After that, I made a conscious decision that I wouldn’t get dragged into any more relationships where I wasn’t sure what I wanted, or where I was likely to get hurt. I started going to the St Andrews LGBT Society on a regular basis – it took a while, but eventually people realised that I wasn’t just there for the parties, and I met some of my closest friends. So many of my favourite St Andrews memories revolve around LGBT and the parties after meetings – dancing to the song Zombie by The Cranberries, going to the only gay club in Dundee (ingeniously named ‘Out’) and flirting with every girl in the society.

At this point, flirting and fooling around with girls was fun, was non-serious and a distraction. I’d managed to tell myself that I probably was bisexual, and whilst I might sometimes have sex with girls, I’d only ever be able to fall in love with a guy. It didn’t help that I was terrified about that realities of dating a girl – telling my parents, changing my Facebook status – all of that – but mostly I didn’t quite believe it myself.

Two girls close together

And then I met Stacey, and all of the things that I’d been worried about paled in comparison with the thought of not being with her. From when we first started talking, I realised that I felt differently about her, and it drove me to distraction because I thought that I knew who I was and the path my life would take. I was 21 and just about coming to grips with who I was and who I could be.

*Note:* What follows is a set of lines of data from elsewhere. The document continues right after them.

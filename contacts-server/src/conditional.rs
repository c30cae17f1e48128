//! Conditional request evaluation.
//!
//! Decides whether a request may proceed given the entity tag of the
//! relevant record and the client's `If-Match` / `If-None-Match` headers.
//! `If-Match` is checked first with strong comparison; a mismatch fails
//! the request. `If-None-Match` is checked next with weak comparison; a
//! match yields 304 for GET and HEAD and fails every other method.
//!
//! Which tag is "relevant" is the caller's business: the stored record for
//! GET, PUT and DELETE, the not-yet-saved candidate for POST.

use axum::http::{HeaderMap, Method, header};
use contacts_types::EntityTag;

/// Outcome of evaluating preconditions.
#[derive(Debug, Clone, Copy, PartialEq, Eq)]
pub enum Decision {
    /// Carry on with the request.
    Proceed,
    /// Answer 304 with no body.
    NotModified,
    /// Answer 412.
    PreconditionFailed,
}

/// The parsed value of one conditional header.
#[derive(Debug, Clone, PartialEq, Eq)]
pub enum TagCondition {
    /// `*`, matching any current representation.
    Any,
    /// A list of tags. Entries that failed to parse are dropped, so an
    /// all-garbage header is an empty list that matches nothing.
    Tags(Vec<EntityTag>),
}

impl TagCondition {
    /// Parses a header value: `*`, or a comma-separated list of quoted tags.
    pub fn parse(value: &str) -> Self {
        if value.trim() == "*" {
            return Self::Any;
        }
        Self::Tags(
            value
                .split(',')
                .filter_map(|part| EntityTag::parse(part).ok())
                .collect(),
        )
    }

    fn matches_strong(&self, current: &EntityTag) -> bool {
        match self {
            Self::Any => true,
            Self::Tags(tags) => tags.iter().any(|t| t.strong_eq(current)),
        }
    }

    fn matches_weak(&self, current: &EntityTag) -> bool {
        match self {
            Self::Any => true,
            Self::Tags(tags) => tags.iter().any(|t| t.weak_eq(current)),
        }
    }

    /// Merges every instance of `name` in `headers` into one condition.
    fn from_headers(headers: &HeaderMap, name: header::HeaderName) -> Option<Self> {
        let mut values = headers.get_all(name).iter().peekable();
        values.peek()?;

        let mut tags = Vec::new();
        for value in values {
            // Non-UTF-8 values cannot hold a valid tag but still count as present.
            let Ok(text) = value.to_str() else { continue };
            match Self::parse(text) {
                Self::Any => return Some(Self::Any),
                Self::Tags(parsed) => tags.extend(parsed),
            }
        }
        Some(Self::Tags(tags))
    }
}

/// The conditional headers of one request.
#[derive(Debug, Clone, Default, PartialEq, Eq)]
pub struct Preconditions {
    pub if_match: Option<TagCondition>,
    pub if_none_match: Option<TagCondition>,
}

impl Preconditions {
    /// Extracts `If-Match` and `If-None-Match` from request headers.
    pub fn from_headers(headers: &HeaderMap) -> Self {
        Self {
            if_match: TagCondition::from_headers(headers, header::IF_MATCH),
            if_none_match: TagCondition::from_headers(headers, header::IF_NONE_MATCH),
        }
    }

    /// Evaluates the preconditions of a `method` request against `current`.
    pub fn evaluate(&self, method: &Method, current: &EntityTag) -> Decision {
        if let Some(condition) = &self.if_match {
            if !condition.matches_strong(current) {
                return Decision::PreconditionFailed;
            }
        }
        if let Some(condition) = &self.if_none_match {
            if condition.matches_weak(current) {
                return if *method == Method::GET || *method == Method::HEAD {
                    Decision::NotModified
                } else {
                    Decision::PreconditionFailed
                };
            }
        }
        Decision::Proceed
    }
}
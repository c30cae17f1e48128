//! HTTP error type for the contacts API.

use axum::Json;
use axum::http::StatusCode;
use axum::response::{IntoResponse, Response};
use contacts_store::StoreError;
use serde::{Deserialize, Serialize};
use thiserror::Error;
use tracing::error;

/// Result type for request handlers.
pub type ApiResult<T> = Result<T, ApiError>;

/// Errors a handler can answer with.
#[derive(Debug, Error)]
pub enum ApiError {
    /// Unknown id, or a collection query with no results.
    #[error("not found: {0}")]
    NotFound(String),

    /// Create with an id that is already taken.
    #[error("conflict: {0}")]
    Conflict(String),

    /// Malformed body, path/body id mismatch, or a store refusing a write.
    #[error("invalid request: {0}")]
    Validation(String),

    /// `If-Match` / `If-None-Match` not satisfied.
    #[error("precondition failed: {0}")]
    PreconditionFailed(String),

    /// Anything the client could not have caused.
    #[error("internal error: {0}")]
    Internal(String),
}

impl ApiError {
    pub fn status(&self) -> StatusCode {
        match self {
            Self::NotFound(_) => StatusCode::NOT_FOUND,
            Self::Conflict(_) => StatusCode::CONFLICT,
            Self::Validation(_) => StatusCode::BAD_REQUEST,
            Self::PreconditionFailed(_) => StatusCode::PRECONDITION_FAILED,
            Self::Internal(_) => StatusCode::INTERNAL_SERVER_ERROR,
        }
    }
}

impl From<StoreError> for ApiError {
    fn from(err: StoreError) -> Self {
        match err {
            StoreError::NotFound(id) => Self::NotFound(format!("contact {id}")),
            StoreError::Conflict(id) => Self::Conflict(format!("contact {id} already exists")),
            StoreError::IdSpaceExhausted => Self::Validation(err.to_string()),
            StoreError::Io(_) | StoreError::Serialization(_) => Self::Internal(err.to_string()),
        }
    }
}

/// JSON body of every error response.
#[derive(Debug, Clone, PartialEq, Serialize, Deserialize)]
pub struct ErrorBody {
    pub error: String,
}

impl IntoResponse for ApiError {
    fn into_response(self) -> Response {
        let status = self.status();
        let message = match &self {
            Self::Internal(detail) => {
                error!("Internal error: {}", detail);
                "internal server error".to_string()
            }
            other => other.to_string(),
        };
        (status, Json(ErrorBody { error: message })).into_response()
    }
}
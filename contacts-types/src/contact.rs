//! The contact record.
//!
//! A contact is identified by its [`ContactId`] alone; two records with the
//! same id are the same contact even when every other field differs.
//! Optional fields distinguish "absent" (`None`) from "present but empty"
//! (`Some("")`), and the difference matters both for the entity tag and
//! for merge-updates, where an empty string clears a stored value.

use crate::{ContactId, EntityTag, Result, fingerprint};
use serde::{Deserialize, Serialize};
use std::fmt;

/// A person or organisation in the address book.
///
/// `title` is the display text used in contact lists (a nickname or a
/// company name). It is not validated.
#[derive(Debug, Clone, Default, PartialEq, Eq, Serialize, Deserialize)]
#[serde(rename_all = "camelCase")]
pub struct Contact {
    #[serde(default)]
    pub id: ContactId,
    #[serde(default, skip_serializing_if = "Option::is_none")]
    pub title: Option<String>,
    #[serde(default, skip_serializing_if = "Option::is_none")]
    pub name: Option<String>,
    #[serde(default, skip_serializing_if = "Option::is_none")]
    pub email: Option<String>,
    #[serde(default, skip_serializing_if = "Option::is_none")]
    pub phone_number: Option<String>,
    #[serde(default, skip_serializing_if = "Option::is_none")]
    pub photo_url: Option<String>,
}

impl Contact {
    /// Creates an unsaved contact with the given title.
    #[must_use]
    pub fn new(title: impl Into<String>) -> Self {
        Self {
            title: Some(title.into()),
            ..Self::default()
        }
    }

    /// Sets the id.
    #[must_use]
    pub fn with_id(mut self, id: impl Into<ContactId>) -> Self {
        self.id = id.into();
        self
    }

    #[must_use]
    pub fn with_name(mut self, name: impl Into<String>) -> Self {
        self.name = Some(name.into());
        self
    }

    #[must_use]
    pub fn with_email(mut self, email: impl Into<String>) -> Self {
        self.email = Some(email.into());
        self
    }

    #[must_use]
    pub fn with_phone_number(mut self, phone_number: impl Into<String>) -> Self {
        self.phone_number = Some(phone_number.into());
        self
    }

    #[must_use]
    pub fn with_photo_url(mut self, photo_url: impl Into<String>) -> Self {
        self.photo_url = Some(photo_url.into());
        self
    }

    /// Whether two records denote the same stored contact.
    #[must_use]
    pub fn same_identity(&self, other: &Contact) -> bool {
        self.id == other.id
    }

    /// Computes this record's current entity tag.
    ///
    /// The tag is never cached: any field change yields a new one.
    #[must_use]
    pub fn entity_tag(&self) -> EntityTag {
        fingerprint(self)
    }

    /// Returns a copy of `self` with every field present in `update`
    /// written over it.
    ///
    /// Fields the update leaves absent keep their stored value. A field
    /// supplied as an empty string clears the stored value. The id is
    /// never taken from the update.
    #[must_use]
    pub fn merged(&self, update: &Contact) -> Contact {
        fn pick(update: &Option<String>, current: &Option<String>) -> Option<String> {
            update.as_ref().or(current.as_ref()).cloned()
        }

        Contact {
            id: self.id,
            title: pick(&update.title, &self.title),
            name: pick(&update.name, &self.name),
            email: pick(&update.email, &self.email),
            phone_number: pick(&update.phone_number, &self.phone_number),
            photo_url: pick(&update.photo_url, &self.photo_url),
        }
    }

    /// Decodes a contact from its JSON wire form.
    ///
    /// A missing `id` decodes as [`ContactId::UNASSIGNED`].
    pub fn from_json_slice(bytes: &[u8]) -> Result<Self> {
        Ok(serde_json::from_slice(bytes)?)
    }

    /// Encodes this contact in its JSON wire form.
    pub fn to_json(&self) -> Result<String> {
        Ok(serde_json::to_string(self)?)
    }
}

impl fmt::Display for Contact {
    fn fmt(&self, f: &mut fmt::Formatter<'_>) -> fmt::Result {
        write!(
            f,
            "[{}] {} ({})",
            self.id,
            self.name.as_deref().unwrap_or(""),
            self.title.as_deref().unwrap_or("")
        )
    }
}
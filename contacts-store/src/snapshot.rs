//! File-backed snapshots of the contact store.
//!
//! The document is JSON: `{"contacts": [ ... ]}` with each entry in the
//! contact wire form. It is loaded once when the process starts and written
//! once when it stops; whatever was flushed last wins.

use crate::{ContactStore, StoreResult};
use contacts_types::Contact;
use serde::{Deserialize, Serialize};
use std::fs;
use std::path::{Path, PathBuf};
use tracing::{info, warn};

#[derive(Debug, Deserialize)]
struct SnapshotDocument {
    #[serde(default)]
    contacts: Vec<Contact>,
}

/// A snapshot document on disk.
#[derive(Debug, Clone)]
pub struct SnapshotFile {
    path: PathBuf,
}

impl SnapshotFile {
    pub fn new(path: impl Into<PathBuf>) -> Self {
        Self { path: path.into() }
    }

    pub fn path(&self) -> &Path {
        &self.path
    }

    /// Reads every contact from the file.
    ///
    /// If the file does not exist an empty document is created first. An
    /// empty or whitespace-only file reads as no contacts.
    pub fn load_or_create(&self) -> StoreResult<Vec<Contact>> {
        if !self.path.exists() {
            info!("Creating empty snapshot at {}", self.path.display());
            self.write(&[])?;
            return Ok(Vec::new());
        }

        let text = fs::read_to_string(&self.path)?;
        if text.trim().is_empty() {
            warn!("Snapshot {} is empty, starting with no contacts", self.path.display());
            return Ok(Vec::new());
        }
        let document: SnapshotDocument = serde_json::from_str(&text)?;
        Ok(document.contacts)
    }

    /// Writes `contacts` to the file, replacing it atomically.
    pub fn write(&self, contacts: &[Contact]) -> StoreResult<()> {
        #[derive(Serialize)]
        struct Borrowed<'a> {
            contacts: &'a [Contact],
        }

        if let Some(parent) = self.path.parent().filter(|p| !p.as_os_str().is_empty()) {
            fs::create_dir_all(parent)?;
        }
        let json = serde_json::to_string_pretty(&Borrowed { contacts })?;
        let tmp = self.tmp_path();
        fs::write(&tmp, json)?;
        fs::rename(&tmp, &self.path)?;
        Ok(())
    }

    /// Loads the file into `store`, replacing its content. Returns the
    /// number of contacts loaded.
    pub fn restore(&self, store: &ContactStore) -> StoreResult<usize> {
        let contacts = self.load_or_create()?;
        let count = contacts.len();
        store.replace_all(contacts)?;
        info!("Loaded {} contacts from {}", count, self.path.display());
        Ok(count)
    }

    /// Writes the current content of `store` to the file. Returns the
    /// number of contacts written.
    pub fn flush(&self, store: &ContactStore) -> StoreResult<usize> {
        let contacts = store.snapshot();
        self.write(&contacts)?;
        info!("Wrote {} contacts to {}", contacts.len(), self.path.display());
        Ok(contacts.len())
    }

    fn tmp_path(&self) -> PathBuf {
        let mut name = self
            .path
            .file_name()
            .map(|n| n.to_os_string())
            .unwrap_or_default();
        name.push(".tmp");
        self.path.with_file_name(name)
    }
}
//! Content fingerprinting for entity tags.
//!
//! The digest input is the string form of every field concatenated in a
//! fixed order with no separator: id, name, title, email, phone number,
//! photo URL. An absent field contributes the text `null`. Field
//! boundaries are not encoded, so records whose fields concatenate to the
//! same text share a tag (`name = "ab", title = "c"` and
//! `name = "a", title = "bc"`). Existing clients hold tags computed this
//! way, so the scheme is kept as is.

use crate::{Contact, EntityTag};
use sha2::{Digest, Sha256};

const ABSENT: &str = "null";

/// Computes the entity tag for a contact's current field values.
#[must_use]
pub fn fingerprint(contact: &Contact) -> EntityTag {
    let fields = [
        &contact.name,
        &contact.title,
        &contact.email,
        &contact.phone_number,
        &contact.photo_url,
    ];

    let mut hasher = Sha256::new();
    hasher.update(contact.id.to_string().as_bytes());
    for field in fields {
        hasher.update(field.as_deref().unwrap_or(ABSENT).as_bytes());
    }
    EntityTag::from_digest(hex::encode(hasher.finalize()))
}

So when did I know? Did I know back when I was 14 and following F around the school all day? (Is that why I found a boyfriend who I dated for the next three years?) Did I know when I met J and was horribly jealous of her boyfriends? Or how about that night that she and I ended up in bed together? Was it not until I met Stacey, she and I fell together and then started dating that I could say that I knew? Honestly, I don’t know. There’s been so much talk recently about making it better for young people who are gay, and I can’t support this enough. I was 21 before I came to understand and accept my sexuality, just because for everyone I knew, sexuality was black or white. You were gay, or you weren’t.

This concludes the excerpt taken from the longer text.